In other words, if you exclude the top 1
percent, the average French citizen did better than the average American.
Nevertheless,
on one of the more common metrics used to determine the prosperity and halth of
a nation—the Gross Domestic Product (GDP)—the U.S. actually came out on top during
the same period, as the American economy significantly
outperformed the French.
So who’s “#1”? Before you start chanting,
“U-S-A! U-S-A!” (too late?), let’s take a closer look at just what we’re trying
to measure.
In
recent years, researchers have prodded cities and states to step away from the
traditional measures of prosperity and embrace tools to measure overall
“happiness”. In December
2013, the National
Academy of Sciences issued a report calling on
governments to ask citizens a series of questions related to their happiness
and to use the results to shape social policy priorities and prescriptions.
This type of survey—which
began in the small nation of Bhutan in the early 1970s—has spread to other
nations, like the U.K.,
France, and Canada, all the way down to the local level, as in Somerville,
Massachusetts.
Indeed, several U.S. cities are now
experimenting with happiness or wellbeing measures. Santa Monica,
California, which defines “wellbeing” as, “[p]ersonal satisfaction with life,
influenced by social connections, economic stability, personal safety, physical
surroundings, fulfilling employment, civic engagement, and health,” recently
won a Bloomberg Philanthropies award for its efforts to measure wellbeing and
respond accordingly.
In New York,
Megan Golden (NYU) and Liana Downey (Liana Downey & Associates) wrote that the de Blasio
Administration should pilot a happiness survey to determine “whether some
groups are struggling more than others, where problems are concentrated, and
what conditions affect New Yorkers’ happiness the most.” This pilot would
borrow from the Centers for Disease Control and Prevention, which already
surveys Americans every four years about health and life satisfaction, as well
as “Measure of America”, a project of the Social Science
Research Council.
Of course, measuring happiness is easier
said than done. As with any broad survey, getting a representative sample is a
challenge, particularly in a City like New York, where many are often wary
to respond to formal government surveys (see: New York’s experience
with the 2010 Census). Furthermore, since most people filling out the survey
have different definitions of happiness, questions that seek to gauge the
subjective mindset of any population may be inherently suspect.
An even more fundamental
question exists, however. And that is
whether happiness, however defined, should be the goal of social policy in the
first place. As David Brooks wrote
this week, “Happiness wants you to think about maximizing your benefits.

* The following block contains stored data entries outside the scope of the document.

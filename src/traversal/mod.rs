//! Stepping through trees one node at a time.
//!
//! Forests do not keep any traversal state. Instead, for each of the four classic orders, [`Forest`] can compute the *successor* of a node: the node which a full traversal of the tree in that order would visit right after it. The successor of the last node of a traversal is the first one, so repeated stepping cycles through the tree forever, visiting every node once per cycle.
//!
//! | Order | First node | Last node |
//! |---|---|---|
//! | [`Preorder`] | the root | the last node reached by always preferring right children |
//! | [`Postorder`] | the deepest node reached by preferring left children | the root |
//! | [`Inorder`] | the leftmost node | the rightmost node |
//! | [`LevelOrder`] | the root | the rightmost node of the deepest level |
//!
//! [`Steps`] wraps repeated stepping into an iterator which stops after exactly one cycle.
//!
//! # Example
//! ```rust
//! use bitree::{Forest, Order};
//!
//! //       1
//! //     /   \
//! //    2     3
//! //     \   /
//! //      4 5
//! let mut forest = Forest::<_>::new();
//! let one = forest.create(None, 1);
//! let two = forest.insert_left(one, 2).unwrap();
//! let three = forest.insert_right(one, 3).unwrap();
//! forest.insert_right(two, 4).unwrap();
//! forest.insert_left(three, 5).unwrap();
//!
//! let collect = |order| -> Vec<i32> {
//!     let first = forest.first_in(one, order).unwrap();
//!     forest.traverse(first, order).map(|node| *node.value()).collect()
//! };
//! assert_eq!(collect(Order::Preorder), [1, 2, 4, 3, 5]);
//! assert_eq!(collect(Order::Postorder), [4, 2, 5, 3, 1]);
//! assert_eq!(collect(Order::Inorder), [2, 4, 1, 5, 3]);
//! assert_eq!(collect(Order::LevelOrder), [1, 2, 3, 4, 5]);
//! ```
//!
//! [`Forest`]: ../struct.Forest.html " "
//! [`Preorder`]: enum.Order.html#variant.Preorder " "
//! [`Postorder`]: enum.Order.html#variant.Postorder " "
//! [`Inorder`]: enum.Order.html#variant.Inorder " "
//! [`LevelOrder`]: enum.Order.html#variant.LevelOrder " "
//! [`Steps`]: struct.Steps.html " "

mod successor;
mod steps;
pub use steps::Steps;

use core::fmt::{self, Formatter, Display};

/// The order in which a traversal visits the nodes of a binary tree.
#[derive(Copy, Clone, Debug, PartialEq, Eq, Hash)]
pub enum Order {
    /// Parents before their children, left subtrees before right ones.
    Preorder,
    /// Children before their parents, left subtrees before right ones.
    Postorder,
    /// The left subtree, then the parent, then the right subtree.
    Inorder,
    /// Breadth-first: level by level from the root down, left to right within a level.
    LevelOrder,
}
impl Order {
    /// All orders, in declaration order.
    pub const ALL: [Self; 4] = [
        Self::Preorder,
        Self::Postorder,
        Self::Inorder,
        Self::LevelOrder,
    ];
}
impl Display for Order {
    #[inline]
    fn fmt(&self, f: &mut Formatter<'_>) -> fmt::Result {
        f.pad(match self {
            Self::Preorder => "preorder",
            Self::Postorder => "postorder",
            Self::Inorder => "inorder",
            Self::LevelOrder => "level order",
        })
    }
}

#[cfg(test)]
mod tests;
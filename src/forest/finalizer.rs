use alloc::rc::Rc;
use core::{
    fmt::{self, Formatter, Debug},
    ptr,
};
use crate::util::abort_on_panic;

/// A shared callback which receives the payload of every node removed from a tree.
///
/// All nodes of a tree share the finalizer given to [`Forest::create`] for its root. Without a finalizer, payloads are simply dropped.
///
/// Finalizers are compared by *identity*: two finalizers are the same if one is a clone of the other, no matter what the callbacks do. This is what [`Forest::merge`] checks before combining two trees.
///
/// # Example
/// ```rust
/// use bitree::Finalizer;
///
/// let finalizer = Finalizer::new(|payload: String| println!("removing {}", payload));
/// let same = finalizer.clone();
/// let lookalike = Finalizer::new(|payload: String| println!("removing {}", payload));
/// assert!(finalizer.same_as(&same));
/// assert!(!finalizer.same_as(&lookalike));
/// ```
///
/// # Panics
/// Finalizers run while a removal is halfway through relinking the tree. With the `unwind_safety` feature enabled, a panicking finalizer aborts the process instead of unwinding out of the forest. Without it, the panic propagates to the caller of the removal, and the forest must not be used afterwards.
///
/// [`Forest::create`]: struct.Forest.html#method.create " "
/// [`Forest::merge`]: struct.Forest.html#method.merge " "
pub struct Finalizer<T>(Rc<dyn Fn(T)>);
impl<T> Finalizer<T> {
    /// Wraps a closure into a finalizer.
    #[inline]
    pub fn new(f: impl Fn(T) + 'static) -> Self {
        Self(Rc::new(f))
    }
    /// Returns `true` if both finalizers were created by the same call to [`new`], `false` otherwise.
    ///
    /// [`new`]: #method.new " "
    #[inline]
    pub fn same_as(&self, other: &Self) -> bool {
        // Only the data pointers are compared, vtable pointers are not unique
        ptr::eq(
            Rc::as_ptr(&self.0).cast::<u8>(),
            Rc::as_ptr(&other.0).cast::<u8>(),
        )
    }
    /// Compares optional finalizers, treating the absence of both as a match.
    #[inline]
    pub(crate) fn same_or_both_absent(a: Option<&Self>, b: Option<&Self>) -> bool {
        match (a, b) {
            (Some(a), Some(b)) => a.same_as(b),
            (None, None) => true,
            _ => false,
        }
    }
    /// Runs the finalizer on a payload.
    #[inline]
    pub(crate) fn finalize(&self, payload: T) {
        abort_on_panic(|| (self.0)(payload))
    }
}
impl<T> Clone for Finalizer<T> {
    #[inline]
    fn clone(&self) -> Self {
        Self(Rc::clone(&self.0))
    }
}
impl<T> Debug for Finalizer<T> {
    fn fmt(&self, f: &mut Formatter<'_>) -> fmt::Result {
        f.debug_tuple("Finalizer")
            .field(&Rc::as_ptr(&self.0).cast::<()>())
            .finish()
    }
}
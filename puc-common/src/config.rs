// puc-common/src/config.rs
use std::env;
use std::path::{Path, PathBuf};

use directories::UserDirs;
use tracing::debug;

use super::error::{PucError, Result};

const DEFAULT_EVENT_CAPACITY: usize = 256;
const MAX_DEFAULT_WORKERS: usize = 6;
const STATE_DIR_NAME: &str = ".puc";

#[derive(Debug, Clone)]
pub struct Config {
    /// Root for logs and other local state.
    pub puc_root: PathBuf,
    /// Provider name used when none of a module's units names one.
    pub default_provider: Option<String>,
    /// Threads draining work item lanes.
    pub worker_threads: usize,
    /// Capacity of the broadcast channel carrying container events.
    pub event_capacity: usize,
}

impl Config {
    pub fn load() -> Result<Self> {
        debug!("Loading puc configuration");

        let puc_root = env::var("PUC_ROOT")
            .ok()
            .filter(|s| !s.is_empty())
            .map(PathBuf::from)
            .unwrap_or_else(|| {
                let fallback = default_root();
                debug!(
                    "PUC_ROOT environment variable not set or empty, falling back to default: {}",
                    fallback.display()
                );
                fallback
            });

        let default_provider = env::var("PUC_DEFAULT_PROVIDER")
            .ok()
            .map(|s| s.trim().to_string())
            .filter(|s| !s.is_empty());

        let worker_threads = match env::var("PUC_WORKER_THREADS") {
            Ok(raw) => parse_positive("PUC_WORKER_THREADS", &raw)?,
            Err(_) => default_worker_threads(),
        };

        let event_capacity = match env::var("PUC_EVENT_CAPACITY") {
            Ok(raw) => parse_positive("PUC_EVENT_CAPACITY", &raw)?,
            Err(_) => DEFAULT_EVENT_CAPACITY,
        };

        debug!(
            "Configuration loaded: root={}, default_provider={:?}, workers={}",
            puc_root.display(),
            default_provider,
            worker_threads
        );
        Ok(Self {
            puc_root,
            default_provider,
            worker_threads,
            event_capacity,
        })
    }

    pub fn puc_root(&self) -> &Path {
        &self.puc_root
    }

    pub fn logs_dir(&self) -> PathBuf {
        self.puc_root.join("logs")
    }

    pub fn with_default_provider(mut self, provider: impl Into<String>) -> Self {
        self.default_provider = Some(provider.into());
        self
    }

    pub fn with_worker_threads(mut self, workers: usize) -> Self {
        self.worker_threads = workers.max(1);
        self
    }
}

impl Default for Config {
    /// Built-in defaults, ignoring the environment.
    fn default() -> Self {
        Self {
            puc_root: default_root(),
            default_provider: None,
            worker_threads: default_worker_threads(),
            event_capacity: DEFAULT_EVENT_CAPACITY,
        }
    }
}

pub fn load_config() -> Result<Config> {
    Config::load()
}

fn default_root() -> PathBuf {
    UserDirs::new()
        .map_or_else(|| PathBuf::from("/tmp"), |ud| ud.home_dir().to_path_buf())
        .join(STATE_DIR_NAME)
}

fn default_worker_threads() -> usize {
    std::cmp::max(1, num_cpus::get_physical().saturating_sub(1)).min(MAX_DEFAULT_WORKERS)
}

fn parse_positive(name: &str, raw: &str) -> Result<usize> {
    match raw.trim().parse::<usize>() {
        Ok(value) if value > 0 => Ok(value),
        _ => Err(PucError::Config(format!(
            "{name} must be a positive integer, got '{raw}'"
        ))),
    }
}

#[cfg(test)]
mod tests {
    use super::*;

    #[test]
    fn test_defaults_are_usable() {
        let config = Config::default();
        assert!(config.worker_threads >= 1 && config.worker_threads <= MAX_DEFAULT_WORKERS);
        assert_eq!(config.event_capacity, DEFAULT_EVENT_CAPACITY);
        assert!(config.logs_dir().ends_with(".puc/logs"));
    }

    #[test]
    fn test_parse_positive() {
        assert_eq!(parse_positive("X", " 4 ").unwrap(), 4);
        assert!(parse_positive("X", "0").is_err());
        assert!(parse_positive("X", "four").is_err());
    }

    #[test]
    fn test_builders_override() {
        let config = Config::default()
            .with_default_provider("org.eclipse.persistence.jpa.PersistenceProvider")
            .with_worker_threads(0);
        assert_eq!(config.worker_threads, 1);
        assert_eq!(
            config.default_provider.as_deref(),
            Some("org.eclipse.persistence.jpa.PersistenceProvider")
        );
    }
}
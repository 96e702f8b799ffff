// puc-common/src/dependency/definition.rs
//! Already-parsed persistence unit metadata and the requirements it implies.
use std::collections::BTreeMap;

use serde::{Deserialize, Serialize};
use serde_json::Value;

use super::requirement::{Constraint, Requirement, SERVICE_EXPRESSION_PREFIX};
use crate::model::{CapabilityKind, Module, Properties, WorkItem};

pub const JDBC_DRIVER_PROPERTY: &str = "javax.persistence.jdbc.driver";
/// Registration property carrying a persistence provider's class name.
pub const PERSISTENCE_PROVIDER_PROPERTY: &str = "javax.persistence.provider";
pub const PROVIDER_VERSION_PROPERTY: &str = "org.apache.aries.jpa.provider.version";
pub const DRIVER_CLASS_PROPERTY: &str = "osgi.jdbc.driver.class";
pub const UNIT_NAME_PROPERTY: &str = "osgi.unit.name";

#[derive(Debug, Clone, Copy, PartialEq, Eq, Serialize, Deserialize)]
#[serde(rename_all = "SCREAMING_SNAKE_CASE")]
pub enum TransactionType {
    Jta,
    ResourceLocal,
}

/// A persistence unit as handed over by the descriptor parser.
#[derive(Debug, Clone, Default, PartialEq, Eq, Serialize, Deserialize)]
pub struct UnitDescriptor {
    pub name: String,
    #[serde(default)]
    pub provider: Option<String>,
    #[serde(default)]
    pub transaction_type: Option<TransactionType>,
    #[serde(default)]
    pub jta_data_source: Option<String>,
    #[serde(default)]
    pub non_jta_data_source: Option<String>,
    #[serde(default)]
    pub properties: BTreeMap<String, String>,
}

impl UnitDescriptor {
    pub fn new(name: impl Into<String>) -> Self {
        Self {
            name: name.into(),
            ..Self::default()
        }
    }

    /// A JTA transaction manager is needed when a JTA data source is named or
    /// the transaction type is JTA, which is also the default.
    pub fn needs_jta(&self) -> bool {
        self.jta_data_source.is_some()
            || matches!(self.transaction_type, None | Some(TransactionType::Jta))
    }

    pub fn requirements(&self) -> Vec<Requirement> {
        let mut requirements = vec![Requirement::new(
            CapabilityKind::PROVIDER,
            Constraint::Provider {
                name: self.provider.clone(),
                version_range: self.properties.get(PROVIDER_VERSION_PROPERTY).cloned(),
            },
        )];

        if let Some(driver) = self.properties.get(JDBC_DRIVER_PROPERTY) {
            requirements.push(Requirement::new(
                CapabilityKind::DATA_SOURCE_FACTORY,
                Constraint::PropertyEquals {
                    key: DRIVER_CLASS_PROPERTY.to_string(),
                    value: driver.clone(),
                },
            ));
        }

        if self.needs_jta() {
            requirements.push(Requirement::new(
                CapabilityKind::TRANSACTION_MANAGER,
                Constraint::Any,
            ));
        }

        for (kind, expression) in [
            (CapabilityKind::JTA_DATA_SOURCE, &self.jta_data_source),
            (CapabilityKind::NON_JTA_DATA_SOURCE, &self.non_jta_data_source),
        ] {
            if let Some(expression) = expression {
                if expression.starts_with(SERVICE_EXPRESSION_PREFIX) {
                    requirements.push(Requirement::new(
                        kind,
                        Constraint::ServiceExpression {
                            expression: expression.clone(),
                        },
                    ));
                }
            }
        }
        requirements
    }

    pub fn into_work_item(self, module: Module) -> WorkItem {
        let requirements = self.requirements();
        let mut metadata: Properties = self
            .properties
            .iter()
            .map(|(k, v)| (k.clone(), Value::String(v.clone())))
            .collect();
        metadata.insert(UNIT_NAME_PROPERTY.to_string(), Value::String(self.name.clone()));

        WorkItem {
            name: self.name,
            module,
            requirements,
            metadata,
        }
    }
}
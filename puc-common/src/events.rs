// puc-common/src/events.rs
use serde::{Deserialize, Serialize};

use crate::error::PucError;
use crate::model::{AnnouncementId, CapabilityKind, WorkItemId};

/// Everything the container reports to its observability sink. Errors travel
/// as strings so events stay cheap to clone and serialise.
#[derive(Debug, Clone, PartialEq, Serialize, Deserialize)]
pub enum ContainerEvent {
    WorkItemDeclared {
        item: WorkItemId,
        kinds: Vec<CapabilityKind>,
    },
    WorkItemWithdrawn {
        item: WorkItemId,
    },
    /// A requirement could not be registered; the item stays waiting.
    RequirementRejected {
        item: WorkItemId,
        kind: CapabilityKind,
        error: String,
    },
    /// An announcement was left out of candidacy for a kind.
    AnnouncementIgnored {
        announcement: AnnouncementId,
        kind: CapabilityKind,
        reason: String,
    },
    Bound {
        item: WorkItemId,
        kind: CapabilityKind,
        announcement: AnnouncementId,
    },
    Unbound {
        item: WorkItemId,
        kind: CapabilityKind,
        announcement: AnnouncementId,
    },
    Activated {
        item: WorkItemId,
        selections: Vec<(CapabilityKind, AnnouncementId)>,
    },
    ActivationFailed {
        item: WorkItemId,
        error: String,
    },
    Deactivated {
        item: WorkItemId,
    },
}

impl ContainerEvent {
    pub fn requirement_rejected(item: WorkItemId, kind: CapabilityKind, error: &PucError) -> Self {
        ContainerEvent::RequirementRejected {
            item,
            kind,
            error: error.to_string(),
        }
    }

    pub fn activation_failed(item: WorkItemId, error: &PucError) -> Self {
        ContainerEvent::ActivationFailed {
            item,
            error: error.to_string(),
        }
    }

    /// The work item the event is about, if any.
    pub fn item(&self) -> Option<&WorkItemId> {
        match self {
            ContainerEvent::WorkItemDeclared { item, .. }
            | ContainerEvent::WorkItemWithdrawn { item }
            | ContainerEvent::RequirementRejected { item, .. }
            | ContainerEvent::Bound { item, .. }
            | ContainerEvent::Unbound { item, .. }
            | ContainerEvent::Activated { item, .. }
            | ContainerEvent::ActivationFailed { item, .. }
            | ContainerEvent::Deactivated { item } => Some(item),
            ContainerEvent::AnnouncementIgnored { .. } => None,
        }
    }
}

Difficulty and suffering sends you on a different course.”
No, Brooks is not advocating for a political
system that promotes difficulty and
suffering. But he’s also cautioning against viewing certain types of suffering
as in need of eradication. To put it in concrete terms, suffering that flows from
hunger, disease, violence, or neglect carries no short or long term benefit
(much to the contrary), whereas the pangs that come with failure, the loss of a
loved one, or can make us fuller people—changed souls, rather than shattered
ones.
Ultimately, since that the unique number of
paths to happiness is roughly as numerous as the number of people alive, the
Framers probably got this one right—namely, that the government’s role is to ensure the foundational elements necessary
for the pursuit of happiness (food,
shelter, health care, employment), leaving to the individual citizen to decide
how to chart his own course toward that seemingly universal goal.